### [What is expected]
The answer should be each line from the entries below that has the word "Send" in it.

[Stored data entries]
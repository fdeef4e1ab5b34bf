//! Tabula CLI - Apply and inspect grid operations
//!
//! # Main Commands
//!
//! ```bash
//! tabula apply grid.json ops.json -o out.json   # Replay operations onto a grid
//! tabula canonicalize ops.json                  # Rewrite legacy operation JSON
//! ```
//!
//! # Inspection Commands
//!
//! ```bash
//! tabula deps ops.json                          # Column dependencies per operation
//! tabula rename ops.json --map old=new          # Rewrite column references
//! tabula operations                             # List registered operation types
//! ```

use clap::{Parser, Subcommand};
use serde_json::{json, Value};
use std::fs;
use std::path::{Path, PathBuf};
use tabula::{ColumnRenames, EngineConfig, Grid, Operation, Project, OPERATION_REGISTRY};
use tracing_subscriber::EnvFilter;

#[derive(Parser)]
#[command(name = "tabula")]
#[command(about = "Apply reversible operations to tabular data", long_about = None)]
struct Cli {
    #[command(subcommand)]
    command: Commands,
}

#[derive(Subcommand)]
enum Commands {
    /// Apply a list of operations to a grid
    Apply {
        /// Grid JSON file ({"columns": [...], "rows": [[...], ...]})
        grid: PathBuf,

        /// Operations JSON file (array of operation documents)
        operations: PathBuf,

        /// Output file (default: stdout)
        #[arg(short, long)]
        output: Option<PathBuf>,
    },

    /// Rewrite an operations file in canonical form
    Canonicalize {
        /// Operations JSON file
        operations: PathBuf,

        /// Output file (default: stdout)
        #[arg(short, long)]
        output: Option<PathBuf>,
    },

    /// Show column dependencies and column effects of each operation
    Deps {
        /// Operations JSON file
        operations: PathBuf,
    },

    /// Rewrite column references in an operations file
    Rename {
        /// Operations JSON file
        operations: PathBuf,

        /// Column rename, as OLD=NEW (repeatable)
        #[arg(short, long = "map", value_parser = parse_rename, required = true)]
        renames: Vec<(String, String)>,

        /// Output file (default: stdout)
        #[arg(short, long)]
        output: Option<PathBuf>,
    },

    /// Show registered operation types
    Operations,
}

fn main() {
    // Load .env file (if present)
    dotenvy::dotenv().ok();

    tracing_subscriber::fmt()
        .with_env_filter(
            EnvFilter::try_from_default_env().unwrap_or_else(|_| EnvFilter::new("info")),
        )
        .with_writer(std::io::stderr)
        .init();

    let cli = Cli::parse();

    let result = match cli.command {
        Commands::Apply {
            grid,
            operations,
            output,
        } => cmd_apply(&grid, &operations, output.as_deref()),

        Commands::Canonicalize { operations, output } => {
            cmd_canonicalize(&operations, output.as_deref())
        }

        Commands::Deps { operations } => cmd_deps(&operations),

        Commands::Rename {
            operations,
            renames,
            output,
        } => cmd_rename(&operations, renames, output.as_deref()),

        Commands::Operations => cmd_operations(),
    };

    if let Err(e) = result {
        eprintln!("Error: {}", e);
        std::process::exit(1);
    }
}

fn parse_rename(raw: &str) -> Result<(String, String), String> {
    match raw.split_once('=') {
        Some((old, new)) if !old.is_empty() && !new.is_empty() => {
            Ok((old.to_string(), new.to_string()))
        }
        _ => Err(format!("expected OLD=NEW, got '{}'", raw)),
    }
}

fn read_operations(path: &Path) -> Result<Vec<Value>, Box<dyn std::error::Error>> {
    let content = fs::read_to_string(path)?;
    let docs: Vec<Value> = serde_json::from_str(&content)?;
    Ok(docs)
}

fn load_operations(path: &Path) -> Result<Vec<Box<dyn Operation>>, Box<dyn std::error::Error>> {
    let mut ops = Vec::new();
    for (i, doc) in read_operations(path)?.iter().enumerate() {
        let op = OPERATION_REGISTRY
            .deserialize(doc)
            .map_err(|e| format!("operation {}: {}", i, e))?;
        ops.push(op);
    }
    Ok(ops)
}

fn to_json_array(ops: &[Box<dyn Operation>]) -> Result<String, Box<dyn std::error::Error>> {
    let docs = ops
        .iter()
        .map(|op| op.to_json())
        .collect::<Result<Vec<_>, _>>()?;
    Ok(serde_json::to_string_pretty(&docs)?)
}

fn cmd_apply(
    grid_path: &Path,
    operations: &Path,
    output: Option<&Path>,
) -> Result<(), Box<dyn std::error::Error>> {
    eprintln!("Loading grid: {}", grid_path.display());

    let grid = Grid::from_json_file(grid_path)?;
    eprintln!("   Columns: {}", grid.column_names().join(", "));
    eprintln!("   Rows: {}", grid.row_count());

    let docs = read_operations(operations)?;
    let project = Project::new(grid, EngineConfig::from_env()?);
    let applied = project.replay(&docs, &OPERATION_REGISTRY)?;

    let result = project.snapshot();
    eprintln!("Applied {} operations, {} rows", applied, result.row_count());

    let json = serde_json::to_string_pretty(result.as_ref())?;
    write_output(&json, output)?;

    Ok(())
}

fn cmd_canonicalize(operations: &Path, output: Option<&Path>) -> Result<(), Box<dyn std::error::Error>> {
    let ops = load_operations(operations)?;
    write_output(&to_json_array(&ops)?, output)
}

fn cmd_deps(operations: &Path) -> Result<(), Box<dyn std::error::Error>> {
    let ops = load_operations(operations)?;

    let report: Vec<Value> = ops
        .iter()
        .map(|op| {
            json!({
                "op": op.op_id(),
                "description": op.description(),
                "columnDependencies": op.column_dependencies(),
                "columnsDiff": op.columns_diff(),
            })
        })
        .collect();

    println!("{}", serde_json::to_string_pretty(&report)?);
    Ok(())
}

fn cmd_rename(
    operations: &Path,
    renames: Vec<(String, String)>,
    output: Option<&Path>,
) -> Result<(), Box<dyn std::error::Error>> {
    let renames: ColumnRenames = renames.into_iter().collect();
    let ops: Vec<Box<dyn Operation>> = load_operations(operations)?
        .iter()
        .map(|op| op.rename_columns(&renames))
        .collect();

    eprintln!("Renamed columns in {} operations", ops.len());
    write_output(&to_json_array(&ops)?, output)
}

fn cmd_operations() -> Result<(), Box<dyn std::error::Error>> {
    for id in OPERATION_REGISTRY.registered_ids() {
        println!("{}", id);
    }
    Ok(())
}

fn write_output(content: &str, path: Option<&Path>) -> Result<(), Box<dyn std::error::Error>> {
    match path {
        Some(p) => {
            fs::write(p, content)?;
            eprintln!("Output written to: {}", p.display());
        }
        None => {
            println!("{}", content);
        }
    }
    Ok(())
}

--

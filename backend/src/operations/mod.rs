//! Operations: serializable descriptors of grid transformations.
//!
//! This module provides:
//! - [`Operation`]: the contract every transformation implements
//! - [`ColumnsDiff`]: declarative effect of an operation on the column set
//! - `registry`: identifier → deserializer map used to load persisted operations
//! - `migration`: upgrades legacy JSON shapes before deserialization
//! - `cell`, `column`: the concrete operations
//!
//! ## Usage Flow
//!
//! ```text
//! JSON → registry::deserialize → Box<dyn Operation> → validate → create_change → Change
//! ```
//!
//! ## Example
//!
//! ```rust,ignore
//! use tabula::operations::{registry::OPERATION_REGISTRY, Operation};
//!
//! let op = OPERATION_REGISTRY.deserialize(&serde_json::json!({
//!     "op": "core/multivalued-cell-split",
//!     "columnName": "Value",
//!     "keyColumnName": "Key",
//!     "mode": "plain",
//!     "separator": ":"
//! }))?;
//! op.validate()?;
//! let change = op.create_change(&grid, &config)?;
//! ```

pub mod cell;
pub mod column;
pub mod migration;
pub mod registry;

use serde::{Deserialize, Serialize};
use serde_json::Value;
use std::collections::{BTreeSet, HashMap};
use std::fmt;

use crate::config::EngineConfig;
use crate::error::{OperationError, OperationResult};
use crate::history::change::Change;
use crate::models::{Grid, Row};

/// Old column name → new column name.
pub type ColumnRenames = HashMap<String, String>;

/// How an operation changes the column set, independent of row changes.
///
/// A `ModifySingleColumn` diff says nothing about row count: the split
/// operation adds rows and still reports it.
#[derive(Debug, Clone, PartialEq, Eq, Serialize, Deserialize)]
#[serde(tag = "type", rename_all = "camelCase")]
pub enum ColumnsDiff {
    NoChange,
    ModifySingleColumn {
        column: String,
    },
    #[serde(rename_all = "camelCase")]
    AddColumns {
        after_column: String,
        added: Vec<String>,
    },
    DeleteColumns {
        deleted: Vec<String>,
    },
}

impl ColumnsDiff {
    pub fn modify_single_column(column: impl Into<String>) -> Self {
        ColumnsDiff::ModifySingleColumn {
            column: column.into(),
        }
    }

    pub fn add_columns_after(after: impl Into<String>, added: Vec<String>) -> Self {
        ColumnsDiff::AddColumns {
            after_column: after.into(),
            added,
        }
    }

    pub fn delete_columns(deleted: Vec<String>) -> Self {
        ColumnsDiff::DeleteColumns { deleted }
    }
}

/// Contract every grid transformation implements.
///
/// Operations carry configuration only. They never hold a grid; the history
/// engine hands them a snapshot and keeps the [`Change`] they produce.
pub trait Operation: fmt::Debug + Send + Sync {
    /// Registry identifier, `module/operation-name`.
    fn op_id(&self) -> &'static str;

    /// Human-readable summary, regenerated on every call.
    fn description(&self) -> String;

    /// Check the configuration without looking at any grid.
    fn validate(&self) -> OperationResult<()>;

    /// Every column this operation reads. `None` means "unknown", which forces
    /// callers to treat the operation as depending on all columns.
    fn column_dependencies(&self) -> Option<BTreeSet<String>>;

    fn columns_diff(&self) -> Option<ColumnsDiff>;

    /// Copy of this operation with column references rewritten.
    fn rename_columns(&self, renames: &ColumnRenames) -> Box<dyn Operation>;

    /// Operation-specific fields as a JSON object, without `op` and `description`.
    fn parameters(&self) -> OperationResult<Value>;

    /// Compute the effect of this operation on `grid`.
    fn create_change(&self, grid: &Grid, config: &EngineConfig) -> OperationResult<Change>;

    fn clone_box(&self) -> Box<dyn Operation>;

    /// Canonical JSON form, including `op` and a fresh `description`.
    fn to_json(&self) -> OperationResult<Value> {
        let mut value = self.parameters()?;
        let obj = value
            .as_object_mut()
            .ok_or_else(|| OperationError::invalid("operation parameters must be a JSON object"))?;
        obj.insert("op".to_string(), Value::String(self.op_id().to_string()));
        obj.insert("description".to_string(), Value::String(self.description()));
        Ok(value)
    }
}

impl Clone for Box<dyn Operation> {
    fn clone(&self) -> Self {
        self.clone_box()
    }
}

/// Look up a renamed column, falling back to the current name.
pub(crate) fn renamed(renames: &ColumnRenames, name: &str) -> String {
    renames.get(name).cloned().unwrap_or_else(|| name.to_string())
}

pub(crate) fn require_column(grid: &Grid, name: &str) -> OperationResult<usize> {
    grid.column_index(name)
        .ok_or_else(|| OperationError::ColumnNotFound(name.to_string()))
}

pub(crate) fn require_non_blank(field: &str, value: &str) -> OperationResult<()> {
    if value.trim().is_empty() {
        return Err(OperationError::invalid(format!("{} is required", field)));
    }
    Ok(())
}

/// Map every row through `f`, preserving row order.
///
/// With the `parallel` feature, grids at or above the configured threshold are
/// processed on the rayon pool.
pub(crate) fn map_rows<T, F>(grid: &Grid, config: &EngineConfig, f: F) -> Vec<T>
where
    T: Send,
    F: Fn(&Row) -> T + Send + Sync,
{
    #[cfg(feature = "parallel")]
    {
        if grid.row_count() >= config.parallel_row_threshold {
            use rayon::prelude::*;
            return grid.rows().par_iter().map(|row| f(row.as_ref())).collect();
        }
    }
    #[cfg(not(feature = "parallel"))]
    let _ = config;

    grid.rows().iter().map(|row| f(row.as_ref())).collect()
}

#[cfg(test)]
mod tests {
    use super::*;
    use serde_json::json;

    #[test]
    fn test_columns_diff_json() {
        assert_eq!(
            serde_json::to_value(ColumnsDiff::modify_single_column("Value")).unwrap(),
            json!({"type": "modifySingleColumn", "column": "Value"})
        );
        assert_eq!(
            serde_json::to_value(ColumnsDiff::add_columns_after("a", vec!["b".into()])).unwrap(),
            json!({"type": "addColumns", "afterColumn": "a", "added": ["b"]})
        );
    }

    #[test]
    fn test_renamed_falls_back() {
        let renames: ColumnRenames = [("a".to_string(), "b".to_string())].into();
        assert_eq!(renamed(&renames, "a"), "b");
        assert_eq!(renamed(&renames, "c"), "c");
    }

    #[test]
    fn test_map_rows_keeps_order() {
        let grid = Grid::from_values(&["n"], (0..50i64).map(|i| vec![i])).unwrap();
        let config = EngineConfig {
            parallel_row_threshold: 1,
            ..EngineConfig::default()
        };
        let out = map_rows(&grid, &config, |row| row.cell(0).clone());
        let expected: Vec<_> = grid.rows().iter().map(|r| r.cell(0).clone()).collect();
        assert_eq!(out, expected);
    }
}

### [Expected answer]
pub trait Operation: fmt::Debug + Send + Sync {
    T: Send,
    F: Fn(&Row) -> T + Send + Sync,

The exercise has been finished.